You will need about 30 lollipop sticks or cake sticks to insert in your pops, sold by specialty cake-decorating stores, some delis and supermarkets. To allow the decorated pops to set without damage, I stabbed the ends of their sticks into an upturned polystyrene plate. Or you could rest themin drinking glasses.
Pops
225 g
Malt biscuits (Main)
½ cup
Walnut pieces
½ cup
Sultanas
150 g
Butter
½ cup
Sugar
1
Egg, lightly beaten
1 Tbsp
Cocoa powder
1 Tbsp
Apricot jam, sieved
1 tsp
Vanilla essence/extract
Coating
250 g
Dark chocolate, melted (Main)
200 g
White chocolate, melted
1 to garnish
Sprinkles, assorted types
Directions
Break up the biscuits and put in a food processor. Blend until finely crushed.
Add the walnuts and sultanas and blend until coarsely chopped. Place in a bowl.

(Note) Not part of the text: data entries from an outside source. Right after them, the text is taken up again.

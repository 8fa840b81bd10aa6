use std::io::{self, Write};

/// Borderless, left-aligned text table for console listings.
#[derive(Debug, Default)]
pub struct Table {
    header: Vec<String>,
    rows: Vec<Vec<String>>,
}

impl Table {
    pub fn new<S: AsRef<str>>(header: &[S]) -> Self {
        Self {
            header: header.iter().map(|h| h.as_ref().to_uppercase()).collect(),
            rows: Vec::new(),
        }
    }

    pub fn push_row<S: Into<String>>(&mut self, row: impl IntoIterator<Item = S>) {
        self.rows.push(row.into_iter().map(Into::into).collect());
    }

    pub fn render<W: Write>(&self, out: &mut W) -> io::Result<()> {
        let columns = self
            .rows
            .iter()
            .map(Vec::len)
            .chain(std::iter::once(self.header.len()))
            .max()
            .unwrap_or(0);
        let mut widths = vec![0; columns];
        for row in std::iter::once(&self.header).chain(&self.rows) {
            for (width, cell) in widths.iter_mut().zip(row) {
                *width = (*width).max(cell.chars().count());
            }
        }

        if !self.header.is_empty() {
            write_row(out, &self.header, &widths)?;
            let rule: Vec<String> = widths.iter().map(|w| "-".repeat(*w)).collect();
            write_row(out, &rule, &widths)?;
        }
        for row in &self.rows {
            write_row(out, row, &widths)?;
        }
        Ok(())
    }
}

fn write_row<W: Write>(out: &mut W, row: &[String], widths: &[usize]) -> io::Result<()> {
    let mut line = String::new();
    for (index, width) in widths.iter().enumerate() {
        if index > 0 {
            line.push_str("  ");
        }
        let cell = row.get(index).map(String::as_str).unwrap_or("");
        line.push_str(cell);
        let padding = width.saturating_sub(cell.chars().count());
        line.extend(std::iter::repeat(' ').take(padding));
    }
    writeln!(out, "{}", line.trim_end())
}
pub mod web;

pub use web::{
    export_web_bundle, manual_conversion_instructions, AnomalyModelInfo, ExportPaths,
    ModelMetadata, RootCauseInfo, WebModelBundle, DECISION_THRESHOLD, METADATA_VERSION,
};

Melt the butter and sugar together over low heat, stirring often.
Stir in the egg and bring to boiling point.
Remove from the heat and stir in the cocoa powder, apricot jam and vanilla essence.
Combine with the biscuit crumbs. Working quickly, form teaspoons of the mixture into balls.
Before the balls set, dip the ends of the lollipop sticks into the melted chocolate, then insert them in the pops. This will keep them firm.
Dip or spread the pops with melted chocolate and decorate with sprinkles.